Cal Poly Sustainability Initiative: "Sustainability Catalog".
CSU Academic Senate Resolution: AS-2800-07/FGA/AA "Sustainability in the California State University (CSU)" (PDF). Approved 10-11 May 2007.
Sustainability Learning Objectives that will take effect at Cal Poly with the 2026-27 academic year
Sustainability combines the understanding, foresight, and practices necessary to cultivate just and equitable ecological, economic, political, and social systems. Sustainability is a shared responsibility to nurture and regenerate long-term planetary health and well-being for all through the prioritization of social equity, environmental justice, and the protection and restoration of nature and ecosystems.

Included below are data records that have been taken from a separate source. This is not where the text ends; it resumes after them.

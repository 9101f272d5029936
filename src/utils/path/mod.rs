//! Path utilities.
//!
//! - [`fs`]: filesystem path normalization and root-relative keys

pub mod fs;

pub use fs::{key_to_path, normalize_path, path_to_key};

Sustainability requires intergenerational strategies and responsibilities that prioritize how all living things interrelate and depend on their environment. As a comprehensive polytechnic university committed to a hands-on pedagogy of Learn by Doing, Cal Poly offers a wide breadth of academic programs designed to prepare students to advocate for sustainable solutions in a rapidly changing world. The interdisciplinary collaboration of students, faculty, and staff across all fields and programs prepares students to address sustainability challenges in their personal, civic, and professional lives.
As an AASHE STARS member, Cal Poly is committed to addressing sustainability challenges through research projects and partnerships; campus buildings, campus events and student residences; energy, water, dining, and transportation operations; and infusing sustainability literacy into courses, academic programs, and learning activities.
All students who complete an undergraduate or graduate program at Cal Poly should be able to:
1. Describe the global interdependence of natural environmental systems with human social and economic systems and how the equitable balancing of these systems is essential for the long-term health of all.
2. Explain the basics of climate science, including the causes and impacts of climate change, and the role of human activities in exacerbating or mitigating it.
3. Analyze how structures, institutions, and practices can and have contributed to social and economic inequities, including inequitable access to resources, social and political marginalization, environmental injustice, poverty, and inequitable exposure to the impacts of climate change.
4. Evaluate how resource extraction, production, distribution, disposal, and waste impact the stability and resilience of natural and human systems, with explicit attention to the long-term health of those systems and to social and environmental justice.
5. Apply sustainability and climate change knowledge in their respective disciplines and in collaboration with other disciplines.
6. Critically examine personal beliefs, attitudes, and biases about sustainability and climate change to better communicate with audiences across political, cultural, and socioeconomic differences and to effectively participate in civic life.
These six Sustainability Learning Objectives address, respectively, the areas of: General Human and Environmental Interdependence, Climate Literacy, Intersectional Inequity Impacts of Human Systems on Each Other, Human Systems' Impact on the Environment and Other Humans, Application and Interdisciplinary Collaboration, and Social and Civic Responsibility.
Sources:
Cal Poly Academic Senate Resolution: AS-976-24 "Resolution on Sustainability Learning Objectives" (PDF). Approved 27 August 2024.
Cal Poly Sustainability Initiative: "Sustainability Catalog".
CSU Policy: "California State University Sustainability Policy". Reviewed 15 May 2024.
CSU Academic Senate Resolution: AS-2800-07/FGA/AA "Sustainability in the California State University (CSU)" (PDF). Approved 10-11 May 2007.